Alguém perguntará: “O que é, nesse caso, o contraditório? O direito de ser preconceituoso?” É evidente que não! O contraditório, nestes dias, consiste em abordar os temas, da política à moral, com olhos não militantes, com olhos não corporativos, com olhos não interessados na demanda. São tantas as microcausas em trânsito que estamos perdendo alguns valores universais que fizeram as modernas democracias.
Quando “Amor à Vida” — que, reitero, dramatiza o esforço de um par de gays para ter um filho, usando o útero da amiga como uma mala — transforma o repúdio ao aborto numa caricatura grosseira, alguns séculos de história estão sendo jogados no lixo, entre a militância e a ignorância. Recomendo ao autor da novela, Walcyr Carrasco — e o faço de boa vontade, não e tom de agravo — que leia “The Rise of Christianity: a Sociologist Reconsiders History”, de Rodney Stark. Escrevi uma longa resenha na VEJA em 2007. As mulheres — e as mulheres pobres — foram as primeiras entusiastas do cristianismo, Walcyr, justamente porque aquela “seita” se opunha ao aborto, e isso, para elas, era, com frequência, a diferença entre a vida e a morte. As tragédias, como as pestes, fortaleceram a religião porque a solidariedade entre os crentes — precursores das ONGs realmente não governamentais — salvou vidas.
Aquele repto anticristão na novela ignora o fato de que, por exemplo, a Igreja Católica, somados os leitos, é o maior hospital do mundo; somados os desembolsos das instituições católicas, é a entidade que mais investe em pesquisa no mundo; é a maior escola do mundo; é a maior entidade de assistência social do mundo.
“O que você quer, Reinaldo? Que uma novela das 21h fique repetindo dados estatísticos?” Não!
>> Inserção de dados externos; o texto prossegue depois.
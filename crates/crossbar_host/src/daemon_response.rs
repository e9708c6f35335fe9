use anyhow::{Context, Result};

use crate::error_handling_ctx;

/// Response that the app may send as a response to a event.
/// This is used in `DaemonCommand`s that contain a response sender.
#[derive(Debug, PartialEq, Eq, serde::Serialize, serde::Deserialize, derive_more::Display)]
pub enum DaemonResponse {
    Success(String),
    Failure(String),
}

impl DaemonResponse {
    pub fn is_success(&self) -> bool {
        matches!(self, DaemonResponse::Success(_))
    }

    pub fn is_failure(&self) -> bool {
        !self.is_success()
    }
}

#[derive(Debug)]
pub struct DaemonResponseSender(tokio::sync::mpsc::UnboundedSender<DaemonResponse>);

pub fn create_pair() -> (DaemonResponseSender, tokio::sync::mpsc::UnboundedReceiver<DaemonResponse>) {
    let (sender, recv) = tokio::sync::mpsc::unbounded_channel();
    (DaemonResponseSender(sender), recv)
}

impl DaemonResponseSender {
    pub fn send_success(&self, s: String) -> Result<()> {
        self.0.send(DaemonResponse::Success(s)).context("Failed to send success response from application thread")
    }

    pub fn send_failure(&self, s: String) -> Result<()> {
        self.0.send(DaemonResponse::Failure(s)).context("Failed to send failure response from application thread")
    }

    /// In case of an Err, send the error message to a sender.
    pub fn respond_with_result<T: std::fmt::Display>(&self, result: Result<T>) -> Result<()> {
        match result {
            Ok(x) => self.send_success(x.to_string()),
            Err(e) => self.respond_with_error_msg(error_handling_ctx::format_error(&e)),
        }
    }

    fn respond_with_error_msg(&self, msg: String) -> Result<()> {
        log::error!("{}", msg);
        self.send_failure(msg)
    }
}

pub type DaemonResponseReceiver = tokio::sync::mpsc::UnboundedReceiver<DaemonResponse>;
Contento-me que a instituição que mais salva vidas, mundo afora, não seja tratada como homicida. Por ano, mais de 100 mil cristãos são assassinados no mundo por uma única razão: porque são cristãos.
Na moral, Pedro Bial! Atacar os valores cristãos é muito fácil. Na moral, Pedro Bial, excepcional mesmo, nestes dias, seria exibir suas virtudes. Aí, sim, estaríamos diante de algum desafio ao senso comum. Ao menos ao senso comum militante.